Much of that was stuff that truly needed to go. As I've said here before, we Piepmeiers are a packratty bunch, and I had things in my closet from high school. From which I graduated twenty years ago. But it's meant that my wardrobe is now severely limited. Which leads to Things I Want:
- Jeans. I have one pair of jeans, and since I'm on sabbatical, I'm wearing them almost every day. The right knee has probably another week on it, then it's going to dissolve, and they'll be jeans I can't even wear in sabbatical mode.
- Chinos or khakis. I have none. Not one pair. I had a pair until mid-summer, when I took them out of the closet and observed that the butt had ripped apart. I'm not always great at observations, so it's possible that I wore them a time or two with that huge butt rip. Let's hope not.
- Fancy black pants. I have a pair I got about five years ago, but it no longer fits, so it's going in the next round of Goodwill stuff.
- Work shirts! I have five. Yes, that's actually the case: five professional shirts, two of which I wore on the job interview which got me hired at the College of Charleston. Now, technically this means I have one for every day of the week, which is pretty good, but I'd like a little variety.
- Shoes. I love my work shoes (I have a brown lace-up pair and a black chunky high-heeled pair, which I bought at a used shoe store and wore to my CofC job interview), but they're getting scuffy enough that they don't really look like work shoes anymore.
One more thing I want that's not related to my clothing purge: a bike. I ride a very streamlined, expensive racing bike to school every day, but it's actually Biffle's bike that he let me "borrow" when I was having to bike back and forth eleven hundred times a day to breastfeed Maybelle, when I'd returned to work but she refused to take any sustenance that wasn't coming straight from my body. While I'm not having to do that any more, I'm still on Biffle's sweet, sweet bike. But it recently occurred to me that this isn't fair. So I need a bike. The bike needs to be
- Somewhat zippy, although it doesn't have to be a racing bike. I do like the slick, speedy ride of this one, though.
- Able to hold a Wee Ride. Starting in fall 2011, Maybelle and I will be biking to school together, because she'll be in preschool at ECDC (assuming that Trinity Montessori doesn't successfully seduce us away). In case you're looking for me, I'll be the one with a 40-pound backpack on, a 30-pound baby sitting in front of me, and a bag of baby gear in the basket on the front of the bike. We will be the coolest.
*I.e. gifty things, not big things like the Eradication of Sexism or the Recognition of the Full Humanity of People with Disabilities.
3 comments:
I would love to take you shopping.

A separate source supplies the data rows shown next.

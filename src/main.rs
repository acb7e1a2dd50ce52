use std::process::ExitCode;

fn main() -> ExitCode {
    codetree::cli::run()
}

And I think this time you should just wait in the car until I have a pile of clothes ready for you to try on. Then you could go straight from the car to the dressing room - especially if we have to optimize about 8 minutes. The only rule would be that you have to try anything on that I've picked out for you - no flack Piepmeier! Yes, I like this plan. I like it a lot :).
While I don't want to actually suffer through, um...I mean enjoy...this plan with the two of you, I'd love to see video of it! You could get people to vote on outfits!
Haha!
Deandra
Re your "big things"--Eradication of Sexism and Recognition of the Full Humanity of People with Disabilities. Ever since Joe had his surgery last summer, whenever a clerk at a counter asks me--after I've placed my order--if I would like anything else, I always says, "World peace and a cure for cancer." I like your big things. Too bad we can't order them at Culver's. But then they wouldn't be big things. They would be junk food.